→ Task: Look for the word "spreadsheet" in the data below, and copy every line that holds it.

[[ Dataset open ]]

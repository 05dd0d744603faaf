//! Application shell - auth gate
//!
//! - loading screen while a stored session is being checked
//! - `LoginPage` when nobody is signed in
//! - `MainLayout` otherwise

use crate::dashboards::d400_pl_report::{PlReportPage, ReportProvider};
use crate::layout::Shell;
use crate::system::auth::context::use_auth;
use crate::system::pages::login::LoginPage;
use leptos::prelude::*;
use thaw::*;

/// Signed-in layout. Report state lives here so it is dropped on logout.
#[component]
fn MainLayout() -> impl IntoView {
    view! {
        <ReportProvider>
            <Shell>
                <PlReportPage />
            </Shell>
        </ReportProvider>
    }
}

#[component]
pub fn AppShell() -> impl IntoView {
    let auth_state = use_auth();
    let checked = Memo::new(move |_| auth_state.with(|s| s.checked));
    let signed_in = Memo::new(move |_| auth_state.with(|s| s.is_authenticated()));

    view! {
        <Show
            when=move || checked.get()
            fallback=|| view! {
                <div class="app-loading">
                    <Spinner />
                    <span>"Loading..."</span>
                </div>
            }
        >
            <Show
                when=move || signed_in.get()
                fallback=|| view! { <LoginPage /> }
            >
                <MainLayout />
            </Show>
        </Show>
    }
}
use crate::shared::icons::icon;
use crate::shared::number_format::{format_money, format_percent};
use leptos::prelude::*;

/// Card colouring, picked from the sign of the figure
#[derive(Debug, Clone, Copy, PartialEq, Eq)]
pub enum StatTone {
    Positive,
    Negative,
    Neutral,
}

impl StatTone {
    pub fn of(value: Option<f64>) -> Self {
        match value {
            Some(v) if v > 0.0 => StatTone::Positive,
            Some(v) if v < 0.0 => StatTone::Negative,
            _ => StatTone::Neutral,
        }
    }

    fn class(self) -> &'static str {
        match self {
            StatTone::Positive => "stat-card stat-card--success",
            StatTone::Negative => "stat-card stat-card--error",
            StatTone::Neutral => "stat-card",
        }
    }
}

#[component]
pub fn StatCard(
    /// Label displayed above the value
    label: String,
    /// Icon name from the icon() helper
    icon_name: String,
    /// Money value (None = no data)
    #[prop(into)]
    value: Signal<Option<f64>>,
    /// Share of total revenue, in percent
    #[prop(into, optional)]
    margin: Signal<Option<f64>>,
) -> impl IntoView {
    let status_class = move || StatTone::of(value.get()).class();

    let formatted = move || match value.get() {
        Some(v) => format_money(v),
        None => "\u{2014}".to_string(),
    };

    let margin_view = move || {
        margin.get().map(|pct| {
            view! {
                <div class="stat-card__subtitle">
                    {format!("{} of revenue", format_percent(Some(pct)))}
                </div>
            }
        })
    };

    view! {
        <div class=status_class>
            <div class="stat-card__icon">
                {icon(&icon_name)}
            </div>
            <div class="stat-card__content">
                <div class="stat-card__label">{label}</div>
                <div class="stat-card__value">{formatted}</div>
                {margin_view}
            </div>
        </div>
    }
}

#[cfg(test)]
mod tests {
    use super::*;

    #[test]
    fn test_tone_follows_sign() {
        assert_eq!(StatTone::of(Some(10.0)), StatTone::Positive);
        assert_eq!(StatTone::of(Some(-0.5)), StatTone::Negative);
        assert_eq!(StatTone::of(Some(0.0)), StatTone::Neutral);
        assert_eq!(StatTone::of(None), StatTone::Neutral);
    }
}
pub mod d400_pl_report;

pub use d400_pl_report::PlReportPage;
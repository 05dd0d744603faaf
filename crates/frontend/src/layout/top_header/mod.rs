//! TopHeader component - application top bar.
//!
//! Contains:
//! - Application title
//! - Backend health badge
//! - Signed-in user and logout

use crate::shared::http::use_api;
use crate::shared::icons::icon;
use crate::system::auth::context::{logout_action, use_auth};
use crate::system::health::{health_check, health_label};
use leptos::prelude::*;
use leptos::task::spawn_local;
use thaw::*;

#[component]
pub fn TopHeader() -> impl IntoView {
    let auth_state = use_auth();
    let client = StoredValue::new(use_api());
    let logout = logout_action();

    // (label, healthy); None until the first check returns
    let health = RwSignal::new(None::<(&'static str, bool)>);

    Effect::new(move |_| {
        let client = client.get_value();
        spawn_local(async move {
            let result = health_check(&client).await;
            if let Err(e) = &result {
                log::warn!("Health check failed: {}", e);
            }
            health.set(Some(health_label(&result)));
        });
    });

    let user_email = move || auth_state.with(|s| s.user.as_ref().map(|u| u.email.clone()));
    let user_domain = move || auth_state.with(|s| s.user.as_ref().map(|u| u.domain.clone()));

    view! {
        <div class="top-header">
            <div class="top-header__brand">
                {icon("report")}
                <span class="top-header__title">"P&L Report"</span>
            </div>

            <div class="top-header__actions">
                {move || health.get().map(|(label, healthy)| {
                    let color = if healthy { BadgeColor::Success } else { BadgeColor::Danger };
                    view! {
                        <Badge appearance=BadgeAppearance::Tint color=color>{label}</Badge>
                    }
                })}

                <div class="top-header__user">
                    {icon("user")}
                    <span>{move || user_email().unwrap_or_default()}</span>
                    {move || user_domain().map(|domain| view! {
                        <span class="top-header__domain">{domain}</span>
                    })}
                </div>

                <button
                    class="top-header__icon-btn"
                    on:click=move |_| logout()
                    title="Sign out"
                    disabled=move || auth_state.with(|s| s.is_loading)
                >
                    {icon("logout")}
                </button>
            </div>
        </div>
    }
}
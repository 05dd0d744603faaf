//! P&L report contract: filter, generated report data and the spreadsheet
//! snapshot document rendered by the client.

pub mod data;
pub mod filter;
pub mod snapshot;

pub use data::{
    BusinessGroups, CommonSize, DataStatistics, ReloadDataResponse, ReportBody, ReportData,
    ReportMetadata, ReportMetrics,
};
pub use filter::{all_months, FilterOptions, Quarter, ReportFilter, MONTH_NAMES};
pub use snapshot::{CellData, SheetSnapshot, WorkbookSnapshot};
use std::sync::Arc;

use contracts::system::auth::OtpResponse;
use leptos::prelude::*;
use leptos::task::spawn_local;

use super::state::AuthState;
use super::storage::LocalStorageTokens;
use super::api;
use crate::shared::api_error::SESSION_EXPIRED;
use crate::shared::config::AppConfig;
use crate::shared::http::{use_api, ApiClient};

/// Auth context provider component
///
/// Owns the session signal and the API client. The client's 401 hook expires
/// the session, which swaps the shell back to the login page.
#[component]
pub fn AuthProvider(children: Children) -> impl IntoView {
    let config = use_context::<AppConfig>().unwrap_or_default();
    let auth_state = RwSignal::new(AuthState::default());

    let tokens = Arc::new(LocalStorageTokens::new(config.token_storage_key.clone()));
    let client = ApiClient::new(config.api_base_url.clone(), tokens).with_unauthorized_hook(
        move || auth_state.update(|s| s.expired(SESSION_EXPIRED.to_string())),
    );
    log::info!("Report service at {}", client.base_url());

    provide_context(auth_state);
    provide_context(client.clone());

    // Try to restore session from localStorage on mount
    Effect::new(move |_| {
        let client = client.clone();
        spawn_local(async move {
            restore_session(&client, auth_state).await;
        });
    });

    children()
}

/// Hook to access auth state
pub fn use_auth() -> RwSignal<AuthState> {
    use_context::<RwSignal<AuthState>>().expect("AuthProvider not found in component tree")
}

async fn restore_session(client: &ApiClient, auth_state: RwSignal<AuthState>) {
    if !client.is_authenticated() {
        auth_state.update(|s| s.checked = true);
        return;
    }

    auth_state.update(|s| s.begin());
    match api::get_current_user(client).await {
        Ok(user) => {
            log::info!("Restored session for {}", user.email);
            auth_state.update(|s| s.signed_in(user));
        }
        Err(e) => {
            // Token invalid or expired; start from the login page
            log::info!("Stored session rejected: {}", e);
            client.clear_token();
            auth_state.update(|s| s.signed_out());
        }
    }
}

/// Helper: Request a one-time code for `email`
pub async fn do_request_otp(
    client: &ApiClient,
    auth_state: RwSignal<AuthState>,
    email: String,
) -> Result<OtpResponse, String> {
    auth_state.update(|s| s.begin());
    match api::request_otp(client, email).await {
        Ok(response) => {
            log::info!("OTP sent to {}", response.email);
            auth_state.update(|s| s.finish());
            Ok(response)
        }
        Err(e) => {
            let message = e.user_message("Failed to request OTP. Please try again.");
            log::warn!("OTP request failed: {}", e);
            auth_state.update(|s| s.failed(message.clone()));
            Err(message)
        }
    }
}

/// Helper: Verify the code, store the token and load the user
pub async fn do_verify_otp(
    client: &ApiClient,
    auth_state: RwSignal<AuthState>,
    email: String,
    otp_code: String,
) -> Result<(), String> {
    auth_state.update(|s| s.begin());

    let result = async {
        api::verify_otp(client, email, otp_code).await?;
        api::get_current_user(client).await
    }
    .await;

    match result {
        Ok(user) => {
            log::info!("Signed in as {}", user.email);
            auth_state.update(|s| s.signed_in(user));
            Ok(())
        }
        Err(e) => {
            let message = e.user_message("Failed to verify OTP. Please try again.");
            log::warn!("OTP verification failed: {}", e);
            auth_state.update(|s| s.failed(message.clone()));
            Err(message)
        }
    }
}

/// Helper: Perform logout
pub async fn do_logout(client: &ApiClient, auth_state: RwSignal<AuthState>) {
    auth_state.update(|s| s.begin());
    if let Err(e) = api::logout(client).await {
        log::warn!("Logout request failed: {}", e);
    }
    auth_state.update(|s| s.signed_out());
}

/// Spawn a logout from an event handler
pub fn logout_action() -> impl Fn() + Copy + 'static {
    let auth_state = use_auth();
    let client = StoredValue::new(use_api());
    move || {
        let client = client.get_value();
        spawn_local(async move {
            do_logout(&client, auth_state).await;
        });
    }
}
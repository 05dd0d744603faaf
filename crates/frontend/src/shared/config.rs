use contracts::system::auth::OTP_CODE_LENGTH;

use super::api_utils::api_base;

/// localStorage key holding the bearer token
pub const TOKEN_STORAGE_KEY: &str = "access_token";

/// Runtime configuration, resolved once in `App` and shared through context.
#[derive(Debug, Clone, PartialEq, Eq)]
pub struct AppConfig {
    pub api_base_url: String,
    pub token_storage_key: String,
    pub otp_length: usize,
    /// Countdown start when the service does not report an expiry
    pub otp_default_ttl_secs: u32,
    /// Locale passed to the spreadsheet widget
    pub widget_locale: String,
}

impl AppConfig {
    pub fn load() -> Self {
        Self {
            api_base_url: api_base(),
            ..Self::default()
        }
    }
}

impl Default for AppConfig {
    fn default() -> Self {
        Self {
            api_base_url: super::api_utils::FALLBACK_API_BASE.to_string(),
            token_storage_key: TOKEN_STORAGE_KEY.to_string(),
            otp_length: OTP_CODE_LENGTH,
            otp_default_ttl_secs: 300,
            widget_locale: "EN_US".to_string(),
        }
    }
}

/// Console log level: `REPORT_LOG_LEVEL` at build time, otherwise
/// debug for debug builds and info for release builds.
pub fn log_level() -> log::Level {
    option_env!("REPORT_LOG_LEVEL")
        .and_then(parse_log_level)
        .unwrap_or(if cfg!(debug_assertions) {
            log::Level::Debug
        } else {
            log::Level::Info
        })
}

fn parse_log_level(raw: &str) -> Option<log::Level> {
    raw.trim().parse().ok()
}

[[ Dataset closed ]]
[[ Dataset open ]]

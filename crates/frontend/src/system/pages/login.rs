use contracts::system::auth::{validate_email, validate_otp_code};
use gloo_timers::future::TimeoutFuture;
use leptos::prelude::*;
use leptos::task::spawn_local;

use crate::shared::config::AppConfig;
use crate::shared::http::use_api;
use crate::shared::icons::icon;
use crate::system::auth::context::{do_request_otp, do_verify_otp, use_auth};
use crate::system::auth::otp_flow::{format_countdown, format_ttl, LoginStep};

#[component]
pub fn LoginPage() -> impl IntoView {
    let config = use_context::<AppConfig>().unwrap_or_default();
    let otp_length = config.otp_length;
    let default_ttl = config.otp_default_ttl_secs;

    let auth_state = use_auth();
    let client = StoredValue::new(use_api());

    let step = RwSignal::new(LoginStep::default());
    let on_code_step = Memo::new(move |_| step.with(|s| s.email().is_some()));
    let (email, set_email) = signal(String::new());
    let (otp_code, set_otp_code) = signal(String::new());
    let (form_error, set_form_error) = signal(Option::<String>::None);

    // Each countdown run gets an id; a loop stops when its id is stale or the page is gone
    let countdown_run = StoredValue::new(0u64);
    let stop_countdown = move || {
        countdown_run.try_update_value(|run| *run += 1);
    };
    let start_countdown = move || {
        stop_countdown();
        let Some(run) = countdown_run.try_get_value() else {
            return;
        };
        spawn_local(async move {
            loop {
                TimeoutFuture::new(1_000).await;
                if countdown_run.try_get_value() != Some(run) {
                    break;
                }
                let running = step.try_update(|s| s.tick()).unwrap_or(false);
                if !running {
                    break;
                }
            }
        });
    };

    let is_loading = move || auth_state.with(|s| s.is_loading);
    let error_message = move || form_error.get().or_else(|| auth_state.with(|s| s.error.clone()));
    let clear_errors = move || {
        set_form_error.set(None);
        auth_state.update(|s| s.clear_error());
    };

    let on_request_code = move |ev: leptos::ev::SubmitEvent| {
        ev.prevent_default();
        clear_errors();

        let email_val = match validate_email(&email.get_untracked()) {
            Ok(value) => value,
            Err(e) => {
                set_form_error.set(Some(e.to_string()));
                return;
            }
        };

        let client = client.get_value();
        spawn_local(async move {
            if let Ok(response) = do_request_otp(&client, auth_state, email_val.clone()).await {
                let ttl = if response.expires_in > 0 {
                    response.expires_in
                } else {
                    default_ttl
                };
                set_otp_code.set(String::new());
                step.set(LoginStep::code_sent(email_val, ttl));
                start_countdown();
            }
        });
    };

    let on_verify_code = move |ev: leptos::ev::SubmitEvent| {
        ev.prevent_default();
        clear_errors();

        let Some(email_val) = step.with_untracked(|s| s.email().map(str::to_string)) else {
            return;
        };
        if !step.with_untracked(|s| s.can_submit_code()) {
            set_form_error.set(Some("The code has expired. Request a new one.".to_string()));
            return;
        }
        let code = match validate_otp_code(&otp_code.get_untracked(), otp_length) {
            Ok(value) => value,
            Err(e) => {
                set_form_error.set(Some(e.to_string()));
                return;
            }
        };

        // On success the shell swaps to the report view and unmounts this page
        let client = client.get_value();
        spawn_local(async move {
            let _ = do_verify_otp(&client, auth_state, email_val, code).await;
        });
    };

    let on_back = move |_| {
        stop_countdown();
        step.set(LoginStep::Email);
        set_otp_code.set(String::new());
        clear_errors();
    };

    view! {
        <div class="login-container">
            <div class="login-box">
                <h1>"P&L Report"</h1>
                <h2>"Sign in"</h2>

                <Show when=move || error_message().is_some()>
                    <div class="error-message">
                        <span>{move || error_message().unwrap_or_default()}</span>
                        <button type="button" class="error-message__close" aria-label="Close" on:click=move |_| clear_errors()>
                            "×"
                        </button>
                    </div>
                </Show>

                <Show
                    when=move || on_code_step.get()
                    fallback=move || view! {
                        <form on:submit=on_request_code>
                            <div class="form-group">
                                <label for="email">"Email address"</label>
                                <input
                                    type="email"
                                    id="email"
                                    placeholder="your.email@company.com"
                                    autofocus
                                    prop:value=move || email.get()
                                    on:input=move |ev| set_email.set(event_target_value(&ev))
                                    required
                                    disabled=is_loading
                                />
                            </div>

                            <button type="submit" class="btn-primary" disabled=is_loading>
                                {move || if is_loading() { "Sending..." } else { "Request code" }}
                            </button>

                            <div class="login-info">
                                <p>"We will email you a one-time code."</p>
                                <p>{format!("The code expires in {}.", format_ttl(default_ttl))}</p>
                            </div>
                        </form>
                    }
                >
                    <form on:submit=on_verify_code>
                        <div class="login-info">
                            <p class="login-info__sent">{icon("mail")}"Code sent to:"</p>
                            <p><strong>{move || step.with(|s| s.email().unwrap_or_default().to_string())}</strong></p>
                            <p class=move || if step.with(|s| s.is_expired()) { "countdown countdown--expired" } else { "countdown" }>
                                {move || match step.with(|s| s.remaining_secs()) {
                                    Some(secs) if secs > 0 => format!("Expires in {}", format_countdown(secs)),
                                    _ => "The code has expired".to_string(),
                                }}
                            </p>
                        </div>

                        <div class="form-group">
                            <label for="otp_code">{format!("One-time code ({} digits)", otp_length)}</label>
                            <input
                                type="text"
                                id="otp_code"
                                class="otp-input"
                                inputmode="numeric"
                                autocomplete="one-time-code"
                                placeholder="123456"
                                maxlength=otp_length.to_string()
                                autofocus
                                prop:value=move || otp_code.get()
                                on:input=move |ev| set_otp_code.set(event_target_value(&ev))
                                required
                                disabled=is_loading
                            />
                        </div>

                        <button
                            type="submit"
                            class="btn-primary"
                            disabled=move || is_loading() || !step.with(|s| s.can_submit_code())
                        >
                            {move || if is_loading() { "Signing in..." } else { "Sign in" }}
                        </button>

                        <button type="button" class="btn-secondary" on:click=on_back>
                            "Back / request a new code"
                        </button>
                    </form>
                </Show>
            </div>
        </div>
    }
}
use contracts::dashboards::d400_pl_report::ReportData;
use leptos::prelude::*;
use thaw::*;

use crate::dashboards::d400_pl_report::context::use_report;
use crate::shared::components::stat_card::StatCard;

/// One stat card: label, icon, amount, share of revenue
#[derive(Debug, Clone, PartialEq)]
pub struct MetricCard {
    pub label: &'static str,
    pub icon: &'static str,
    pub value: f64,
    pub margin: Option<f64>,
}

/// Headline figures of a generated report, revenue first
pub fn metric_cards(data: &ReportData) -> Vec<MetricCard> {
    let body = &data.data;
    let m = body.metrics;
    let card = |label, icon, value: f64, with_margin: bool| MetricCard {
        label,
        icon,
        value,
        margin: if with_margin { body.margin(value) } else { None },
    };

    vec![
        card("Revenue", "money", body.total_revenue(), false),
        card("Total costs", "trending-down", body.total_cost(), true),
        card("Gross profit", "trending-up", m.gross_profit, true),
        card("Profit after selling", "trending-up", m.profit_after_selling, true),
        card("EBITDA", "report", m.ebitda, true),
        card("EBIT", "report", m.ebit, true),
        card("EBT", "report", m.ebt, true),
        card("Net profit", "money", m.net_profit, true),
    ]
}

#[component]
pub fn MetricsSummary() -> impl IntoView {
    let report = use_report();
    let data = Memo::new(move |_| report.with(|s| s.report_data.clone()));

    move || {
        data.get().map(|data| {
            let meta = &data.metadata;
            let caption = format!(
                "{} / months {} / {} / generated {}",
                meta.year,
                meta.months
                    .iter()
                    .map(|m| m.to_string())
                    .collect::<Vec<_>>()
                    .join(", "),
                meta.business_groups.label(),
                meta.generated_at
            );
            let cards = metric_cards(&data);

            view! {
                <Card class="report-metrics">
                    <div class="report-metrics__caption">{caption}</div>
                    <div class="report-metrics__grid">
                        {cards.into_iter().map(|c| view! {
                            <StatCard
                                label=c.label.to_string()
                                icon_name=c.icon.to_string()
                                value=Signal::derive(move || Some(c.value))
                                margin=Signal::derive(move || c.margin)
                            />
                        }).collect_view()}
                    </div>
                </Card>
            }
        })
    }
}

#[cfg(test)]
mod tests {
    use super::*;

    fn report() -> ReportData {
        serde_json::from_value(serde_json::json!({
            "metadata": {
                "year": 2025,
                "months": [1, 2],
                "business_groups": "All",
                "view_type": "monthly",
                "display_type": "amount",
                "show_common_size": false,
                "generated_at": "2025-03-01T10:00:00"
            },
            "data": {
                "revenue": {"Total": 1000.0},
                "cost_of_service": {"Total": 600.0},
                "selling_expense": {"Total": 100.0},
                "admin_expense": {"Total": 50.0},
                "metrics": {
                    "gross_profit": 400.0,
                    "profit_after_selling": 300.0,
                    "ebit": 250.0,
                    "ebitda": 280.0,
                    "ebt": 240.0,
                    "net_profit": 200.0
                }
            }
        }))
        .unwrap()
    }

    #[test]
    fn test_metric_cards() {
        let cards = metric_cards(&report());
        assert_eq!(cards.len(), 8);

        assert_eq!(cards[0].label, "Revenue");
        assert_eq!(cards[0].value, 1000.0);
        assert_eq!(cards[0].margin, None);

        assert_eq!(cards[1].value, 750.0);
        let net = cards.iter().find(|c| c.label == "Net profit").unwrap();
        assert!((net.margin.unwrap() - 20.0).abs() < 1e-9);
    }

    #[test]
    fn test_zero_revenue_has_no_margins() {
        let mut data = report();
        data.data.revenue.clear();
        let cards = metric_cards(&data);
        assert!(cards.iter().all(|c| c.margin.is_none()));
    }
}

[[ Dataset closed ]]

→ Task result:
//! P&L report contract: filter, generated report data and the spreadsheet
    /// Locale passed to the spreadsheet widget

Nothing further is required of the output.